Network Performance

Network Performance – Development of a risk map for the inbound logistics

Client: Volkswagen Konzernlogistik

Duration: From 2015 to 2017




Project Partners


Initial Situation & Problem Setting

Car manufacturers pursue complicated supplier's networks for the procurement of required raw materials, modules and systems. These networks are characterized by nodes and edges. The suppliers form nodes of these networks, which can be characterized by criteria like cargo volume, frequency of the supply and relevance of the corresponding parts. The relations of delivery between supplier and plants of the car manufacturer can be shown as edges of the network. The car manufacturers instruct logistics providers for the realization of the transports along the edges of their networks. On this occasion, different transport models can be applied.
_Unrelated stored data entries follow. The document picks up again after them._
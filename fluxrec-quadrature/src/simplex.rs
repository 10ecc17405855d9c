//! Symmetric quadrature rules for the reference triangle and tetrahedron.
use crate::{Error, Point2, Point3, Rule2d, Rule3d};

/// Maximum strength supported by [`triangle`].
pub const TRIANGLE_MAX_STRENGTH: usize = 4;

/// Maximum strength supported by [`tetrahedron`].
pub const TETRAHEDRON_MAX_STRENGTH: usize = 3;

/// Returns a quadrature rule for the reference triangle that integrates polynomials of
/// total degree `strength` exactly.
///
/// Strength 3 is served by the strength 4 rule.
pub fn triangle(strength: usize) -> Result<Rule2d, Error> {
    match strength {
        0 | 1 => Ok((vec![0.5], vec![[1.0 / 3.0, 1.0 / 3.0]])),
        2 => {
            let w = 1.0 / 6.0;
            let points = vec![[1.0 / 6.0, 1.0 / 6.0], [2.0 / 3.0, 1.0 / 6.0], [1.0 / 6.0, 2.0 / 3.0]];
            Ok((vec![w; 3], points))
        }
        3 | 4 => {
            // Six-point rule of Dunavant
            let orbits = [
                (0.22338158967801146570, 0.44594849091596488632),
                (0.10995174365532186764, 0.09157621350977074346),
            ];
            let mut weights = Vec::with_capacity(6);
            let mut points = Vec::with_capacity(6);
            for (w, a) in orbits {
                let b = 1.0 - 2.0 * a;
                for p in triangle_orbit(a, b) {
                    weights.push(0.5 * w);
                    points.push(p);
                }
            }
            Ok((weights, points))
        }
        _ => Err(Error::NoRuleAvailable {
            requested_strength: strength,
            max_strength: TRIANGLE_MAX_STRENGTH,
        }),
    }
}

/// Returns a quadrature rule for the reference tetrahedron that integrates polynomials of
/// total degree `strength` exactly.
///
/// The strength 3 rule contains a negative weight.
pub fn tetrahedron(strength: usize) -> Result<Rule3d, Error> {
    let volume = 1.0 / 6.0;
    match strength {
        0 | 1 => Ok((vec![volume], vec![[0.25, 0.25, 0.25]])),
        2 => {
            let a = 0.5854101966249685;
            let b = 0.1381966011250105;
            let points = tetrahedron_orbit(a, b).to_vec();
            Ok((vec![0.25 * volume; 4], points))
        }
        3 => {
            let mut weights = vec![-0.8 * volume];
            let mut points = vec![[0.25, 0.25, 0.25]];
            for p in tetrahedron_orbit(0.5, 1.0 / 6.0) {
                weights.push(0.45 * volume);
                points.push(p);
            }
            Ok((weights, points))
        }
        _ => Err(Error::NoRuleAvailable {
            requested_strength: strength,
            max_strength: TETRAHEDRON_MAX_STRENGTH,
        }),
    }
}

/// Points with barycentric coordinates `(b, a, a)` and permutations.
fn triangle_orbit(a: f64, b: f64) -> [Point2; 3] {
    [[a, a], [b, a], [a, b]]
}

/// Points with barycentric coordinates `(a, b, b, b)` and permutations.
fn tetrahedron_orbit(a: f64, b: f64) -> [Point3; 4] {
    [[b, b, b], [a, b, b], [b, a, b], [b, b, a]]
}
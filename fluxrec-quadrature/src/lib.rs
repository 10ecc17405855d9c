//! Quadrature rules for simplicial reference domains.
//!
//! The reference triangle is the convex hull of `(0, 0)`, `(1, 0)` and `(0, 1)`, and the
//! reference tetrahedron is the convex hull of the origin and the three unit vectors.
//! Weights are scaled so that they sum to the volume of the reference domain.
//!
//! Rules are indexed by their *strength*, the maximum total polynomial degree that they
//! integrate exactly.

use std::fmt;
use std::fmt::{Display, Formatter};

pub mod simplex;

/// Library-wide error type.
#[derive(Debug, Clone, PartialEq)]
#[non_exhaustive]
pub enum Error {
    /// Indicates that a rule satisfying the given requirements is not available.
    NoRuleAvailable { requested_strength: usize, max_strength: usize },
}

impl Display for Error {
    fn fmt(&self, f: &mut Formatter<'_>) -> fmt::Result {
        match self {
            Self::NoRuleAvailable {
                requested_strength,
                max_strength,
            } => {
                write!(
                    f,
                    "No quadrature rule of strength {} available (maximum strength is {})",
                    requested_strength, max_strength
                )
            }
        }
    }
}

impl std::error::Error for Error {}

/// A D-dimensional point.
pub type Point<const D: usize> = [f64; D];

/// A two-dimensional point.
pub type Point2 = Point<2>;

/// A three-dimensional point.
pub type Point3 = Point<3>;

/// A D-dimensional rule.
pub type Rule<const D: usize> = (Vec<f64>, Vec<Point<D>>);

/// A two-dimensional quadrature rule.
pub type Rule2d = Rule<2>;

/// A three-dimensional rule.
pub type Rule3d = Rule<3>;

/// Approximates the integral of `f` with the given rule.
pub fn integrate<const D: usize>(rule: &Rule<D>, f: impl Fn(&Point<D>) -> f64) -> f64 {
    let (weights, points) = rule;
    weights.iter().zip(points).map(|(w, p)| w * f(p)).sum()
}
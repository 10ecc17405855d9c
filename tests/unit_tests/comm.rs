use fluxrec::comm::{Communicator, LocalCommunicator, ReduceOp, SerialCommunicator};
use std::thread;

#[test]
fn serial_communicator_is_identity() {
    let comm = SerialCommunicator;
    assert_eq!((comm.rank(), comm.size()), (0, 1));
    assert!(comm.is_root());
    let mut values = [1.0, -2.0];
    comm.all_reduce(&mut values, ReduceOp::Max);
    assert_eq!(values, [1.0, -2.0]);
    assert_eq!(comm.global_sum(3.5), 3.5);
}

#[test]
fn local_group_reduces_across_threads() {
    let comms = LocalCommunicator::group(4);
    let results: Vec<_> = thread::scope(|s| {
        let handles: Vec<_> = comms
            .into_iter()
            .map(|comm| {
                s.spawn(move || {
                    let r = comm.rank() as f64;
                    let mut sum = [r, 1.0];
                    comm.all_reduce_sum(&mut sum);
                    let mut min = [r + 1.0];
                    comm.all_reduce(&mut min, ReduceOp::Min);
                    let mut max = [-r];
                    comm.all_reduce(&mut max, ReduceOp::Max);
                    // Repeated reductions reuse the same slots
                    let total = comm.global_sum(2.0);
                    (comm.rank(), sum, min[0], max[0], total)
                })
            })
            .collect();
        handles.into_iter().map(|h| h.join().unwrap()).collect()
    });

    assert_eq!(results.len(), 4);
    for (rank, (r, sum, min, max, total)) in results.into_iter().enumerate() {
        assert_eq!(r, rank);
        assert_eq!(sum, [6.0, 4.0]);
        assert_eq!(min, 1.0);
        assert_eq!(max, 0.0);
        assert_eq!(total, 8.0);
    }
}

#[test]
fn only_rank_zero_is_root() {
    let comms = LocalCommunicator::group(3);
    let roots: Vec<bool> = comms.iter().map(|c| c.is_root()).collect();
    assert_eq!(roots, vec![true, false, false]);
    assert!(comms.iter().all(|c| c.size() == 3));
}

#[test]
#[should_panic]
fn empty_group_panics() {
    LocalCommunicator::group(0);
}
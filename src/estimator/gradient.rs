use crate::config::SolverSettings;
use crate::element::p1_basis;
use crate::error::EstimatorError;
use crate::estimator::{
    estimate_elements, normalize_estimates, num_workers, ElementError, ErrorIndicator, EstimateReport, FluxProjector,
    PhaseTimings,
};
use crate::field::{accumulate_flux_error, linear_combination};
use crate::material::{ElementCoefficients, MaterialProperty, MaterialProvider};
use crate::quadrature::QuadratureRule;
use crate::space::{FiniteElementSpace, LagrangeSpace};
use nalgebra::{DVector, SVector};
use std::cell::RefCell;
use std::time::{Duration, Instant};

#[derive(Debug, Clone)]
struct GradWorkspace<const D: usize> {
    field_dofs: Vec<f64>,
    flux_dof_indices: Vec<usize>,
    flux_dofs: Vec<f64>,
    gradients: Vec<SVector<f64, D>>,
}

impl<const D: usize> GradWorkspace<D> {
    fn new() -> Self {
        let num_nodes = D + 1;
        Self {
            field_dofs: vec![0.0; num_nodes],
            flux_dof_indices: vec![0; D * num_nodes],
            flux_dofs: vec![0.0; D * num_nodes],
            gradients: vec![SVector::zeros(); num_nodes],
        }
    }
}

struct GradKernel<'a, const D: usize> {
    h1_space: &'a LagrangeSpace<D>,
    h1d_space: &'a LagrangeSpace<D>,
    permittivity: &'a ElementCoefficients<D>,
    rule: &'a QuadratureRule<D>,
    basis_values: &'a [Vec<f64>],
}

impl<'a, const D: usize> GradKernel<'a, D> {
    fn element_error(
        &self,
        element_index: usize,
        field: &DVector<f64>,
        flux: &DVector<f64>,
        ws: &mut GradWorkspace<D>,
    ) -> ElementError {
        let geometry = self.h1_space.geometry(element_index);
        for (u_i, &node) in ws
            .field_dofs
            .iter_mut()
            .zip(self.h1_space.element_nodes(element_index))
        {
            *u_i = field[node];
        }
        self.h1d_space
            .populate_element_dofs(&mut ws.flux_dof_indices, element_index);
        for (f_i, &dof) in ws.flux_dofs.iter_mut().zip(&ws.flux_dof_indices) {
            *f_i = flux[dof];
        }

        for (grad, ref_grad) in ws
            .gradients
            .iter_mut()
            .zip(self.h1_space.reference_gradients())
        {
            *grad = geometry.map_gradient(ref_grad);
        }
        let gradient = linear_combination(&ws.field_dofs, &ws.gradients);
        let discontinuous_flux = self.permittivity.element_coefficient(element_index) * gradient;

        let num_nodes = D + 1;
        let det = geometry.determinant().abs();
        let mut result = ElementError::default();
        for (&w, phi) in self.rule.weights().iter().zip(self.basis_values) {
            let smooth_flux = SVector::<f64, D>::from_fn(|k, _| {
                let component_dofs = &ws.flux_dofs[k * num_nodes..(k + 1) * num_nodes];
                component_dofs.iter().zip(phi).map(|(f, p)| f * p).sum()
            });
            accumulate_flux_error(
                w * det,
                &discontinuous_flux,
                &smooth_flux,
                &mut result.error_squared,
                &mut result.reference_norm_squared,
            );
        }
        result
    }
}

/// Error estimator for continuous scalar fields based on the recovered flux `ε ∇u`.
///
/// The flux is recovered in the vector Lagrange space with `D` components built from the
/// scalar space of the field. Only real-valued fields are supported.
///
/// An estimator holds scratch buffers that are reused across calls, so it must not be
/// used from several threads at once.
#[derive(Debug)]
pub struct GradFluxErrorEstimator<'a, M: ?Sized, const D: usize> {
    material: &'a M,
    h1_space: &'a LagrangeSpace<D>,
    h1d_space: LagrangeSpace<D>,
    projector: FluxProjector<f64>,
    permittivity: ElementCoefficients<D>,
    rule: QuadratureRule<D>,
    basis_values: Vec<Vec<f64>>,
    flux: RefCell<DVector<f64>>,
    workspaces: RefCell<Vec<GradWorkspace<D>>>,
    construction_time: Duration,
}

impl<'a, M, const D: usize> GradFluxErrorEstimator<'a, M, D>
where
    M: ?Sized + MaterialProvider<D>,
{
    pub fn new(material: &'a M, h1_space: &'a LagrangeSpace<D>, settings: &SolverSettings) -> Result<Self, EstimatorError> {
        let start = Instant::now();
        if h1_space.vdim() != 1 {
            return Err(EstimatorError::SpaceMismatch(format!(
                "gradient recovery requires a scalar field space, but the space has {} components",
                h1_space.vdim()
            )));
        }
        let h1d_space = h1_space.with_vdim(D)?;
        let projector = FluxProjector::gradient(material, h1_space, &h1d_space, settings)?;
        let permittivity =
            ElementCoefficients::from_material(material, h1_space.par_mesh(), MaterialProperty::Permittivity)?;
        let rule = QuadratureRule::reference_simplex(h1_space.quadrature_strength())?;
        let basis_values = rule
            .points()
            .iter()
            .map(|xi| {
                let mut phi = vec![0.0; D + 1];
                p1_basis(xi, &mut phi);
                phi
            })
            .collect();
        let flux = DVector::zeros(h1d_space.num_dofs());

        Ok(Self {
            material,
            h1_space,
            h1d_space,
            projector,
            permittivity,
            rule,
            basis_values,
            flux: RefCell::new(flux),
            workspaces: RefCell::new(vec![GradWorkspace::new(); num_workers()]),
            construction_time: start.elapsed(),
        })
    }

    pub fn material(&self) -> &'a M {
        self.material
    }

    pub fn space(&self) -> &'a LagrangeSpace<D> {
        self.h1_space
    }

    /// The vector space the flux is recovered in.
    pub fn flux_space(&self) -> &LagrangeSpace<D> {
        &self.h1d_space
    }

    pub fn projector(&self) -> &FluxProjector<f64> {
        &self.projector
    }

    pub fn construction_time(&self) -> Duration {
        self.construction_time
    }

    /// Computes the normalized error estimate of every local element.
    ///
    /// This is a collective operation.
    pub fn estimate(&self, field: &DVector<f64>) -> Result<(DVector<f64>, EstimateReport), EstimatorError> {
        let expected = self.h1_space.num_dofs();
        if field.len() != expected {
            return Err(EstimatorError::InputSizeMismatch {
                expected,
                actual: field.len(),
            });
        }

        let flux = &mut *self.flux.borrow_mut();
        let projection = self.projector.apply(field, flux)?;

        let estimation_start = Instant::now();
        let kernel = GradKernel {
            h1_space: self.h1_space,
            h1d_space: &self.h1d_space,
            permittivity: &self.permittivity,
            rule: &self.rule,
            basis_values: &self.basis_values,
        };
        let flux: &DVector<f64> = flux;
        let mut estimates = DVector::zeros(self.h1_space.num_elements());
        let local_norm_squared = estimate_elements(
            estimates.as_mut_slice(),
            &mut self.workspaces.borrow_mut(),
            |e, ws| kernel.element_error(e, field, flux, ws),
        );
        let reference_norm_squared = normalize_estimates(&mut estimates, local_norm_squared, self.h1_space.comm());

        let report = EstimateReport {
            timings: PhaseTimings {
                projection: projection.elapsed,
                estimation: estimation_start.elapsed(),
            },
            solves: projection.solves,
            reference_norm_squared,
        };
        Ok((estimates, report))
    }

    /// Estimates the error of `field` and merges it into `indicator`.
    pub fn add_error_indicator(
        &self,
        field: &DVector<f64>,
        indicator: &mut ErrorIndicator,
    ) -> Result<EstimateReport, EstimatorError> {
        let (estimates, report) = self.estimate(field)?;
        indicator.add_indicator(&estimates)?;
        Ok(report)
    }
}
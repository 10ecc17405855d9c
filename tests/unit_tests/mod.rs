mod comm;
mod config;
mod material;
mod quadrature;
mod space;
use crate::assembly::local::NedelecMassAssembler;
use crate::assembly::ElementMatrixAssembler;
use crate::element::nedelec::{NUM_EDGE_DOFS, TETRAHEDRON_EDGES};
use crate::element::SimplexGeometry;
use crate::error::EstimatorError;
use crate::field::FieldScalar;
use crate::mesh::ParMesh;
use crate::space::{FiniteElementSpace, RangeType};
use eyre::eyre;
use nalgebra::{DVector, Point3, Vector3};

/// Lowest-order Nédélec space of the first kind on a tetrahedral mesh.
///
/// There is one dof per global mesh edge. Global edges are oriented from the lower to the
/// higher vertex index, and the basis function of a local edge is negated when its local
/// orientation disagrees with the global one.
#[derive(Debug, Clone)]
pub struct NedelecSpace {
    mesh: ParMesh<3>,
    geometries: Vec<SimplexGeometry<3>>,
    edges: Vec<[usize; 2]>,
    element_edges: Vec<[usize; NUM_EDGE_DOFS]>,
    element_signs: Vec<[f64; NUM_EDGE_DOFS]>,
}

impl NedelecSpace {
    pub fn new(mesh: ParMesh<3>) -> eyre::Result<Self> {
        let edge_indices = mesh.global_mesh().edge_index_map();
        let vertices = mesh.global_mesh().vertices();

        let mut geometries = Vec::with_capacity(mesh.num_elements());
        let mut element_edges = Vec::with_capacity(mesh.num_elements());
        let mut element_signs = Vec::with_capacity(mesh.num_elements());
        for e in 0..mesh.num_elements() {
            let cell = mesh.element_vertices(e);
            let cell_vertices: Vec<_> = cell.iter().map(|&v| vertices[v]).collect();
            geometries.push(SimplexGeometry::from_vertices(&cell_vertices)?);

            let mut edges = [0; NUM_EDGE_DOFS];
            let mut signs = [1.0; NUM_EDGE_DOFS];
            for (local_edge, &[a, b]) in TETRAHEDRON_EDGES.iter().enumerate() {
                let (ga, gb) = (cell[a], cell[b]);
                let key = [ga.min(gb), ga.max(gb)];
                edges[local_edge] = *edge_indices
                    .get(&key)
                    .ok_or_else(|| eyre!("Edge {:?} missing from edge enumeration", key))?;
                if ga > gb {
                    signs[local_edge] = -1.0;
                }
            }
            element_edges.push(edges);
            element_signs.push(signs);
        }

        Ok(Self {
            edges: edge_indices.into_keys().collect(),
            mesh,
            geometries,
            element_edges,
            element_signs,
        })
    }

    /// Global edges, each given by its vertex indices in ascending order.
    pub fn edges(&self) -> &[[usize; 2]] {
        &self.edges
    }

    pub fn element_dofs(&self, element_index: usize) -> &[usize; NUM_EDGE_DOFS] {
        &self.element_edges[element_index]
    }

    /// Orientation signs of the element's local basis functions.
    pub fn element_signs(&self, element_index: usize) -> &[f64; NUM_EDGE_DOFS] {
        &self.element_signs[element_index]
    }

    pub fn geometry(&self, element_index: usize) -> &SimplexGeometry<3> {
        &self.geometries[element_index]
    }

    /// Interpolates `f` through its tangential components along the edges.
    ///
    /// The tangential moment of every edge is approximated with the midpoint rule, which
    /// reproduces fields in the span of the basis exactly.
    pub fn interpolate<T: FieldScalar>(&self, f: impl Fn(&Point3<f64>) -> Vector3<T>) -> DVector<T> {
        let vertices = self.mesh.global_mesh().vertices();
        DVector::from_iterator(
            self.edges.len(),
            self.edges.iter().map(|&[a, b]| {
                let tangent = vertices[b] - vertices[a];
                let midpoint = vertices[a] + tangent * 0.5;
                let value = f(&midpoint);
                (0..3).fold(T::zero(), |acc, i| acc.plus(&value[i].scaled(tangent[i])))
            }),
        )
    }
}

impl FiniteElementSpace<3> for NedelecSpace {
    fn par_mesh(&self) -> &ParMesh<3> {
        &self.mesh
    }

    fn num_dofs(&self) -> usize {
        self.edges.len()
    }

    fn vdim(&self) -> usize {
        1
    }

    fn range_type(&self) -> RangeType {
        RangeType::Vector
    }

    fn order(&self) -> usize {
        1
    }

    fn mass_assembler(&self) -> Result<Box<dyn ElementMatrixAssembler + '_>, EstimatorError> {
        Ok(Box::new(NedelecMassAssembler::new(self)?))
    }
}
By the high number in degrees of freedom and the distinctive dependence of the car manufacturers on their suppliers a particular importance comes up to the consideration of herewith interlinked risks. Internal and external risks are differentiated. Internal risks can generally be supervised and influenced by the car manufacturers themselves. Internal risks are, for example, the performance of single suppliers and logistics service providers who stand in a contractual relation with the car manufacturer. However, external events cannot be influenced by the manufacturers but affect their networks. External risks are, amongst others, weather events, political crises and strikes.


Objectives & Approach

In order to reduce and supervise the possible effects of risks, an assessment methodology is developed in cooperation with the project partners for the integrated consideration of internal and external risks. A draught for the visualization of risks of supplier networks is developed to be able to show the specifically relevant information about the status of the networks to users and decision makers. The developed draughts are implemented as a software prototype of a risk map.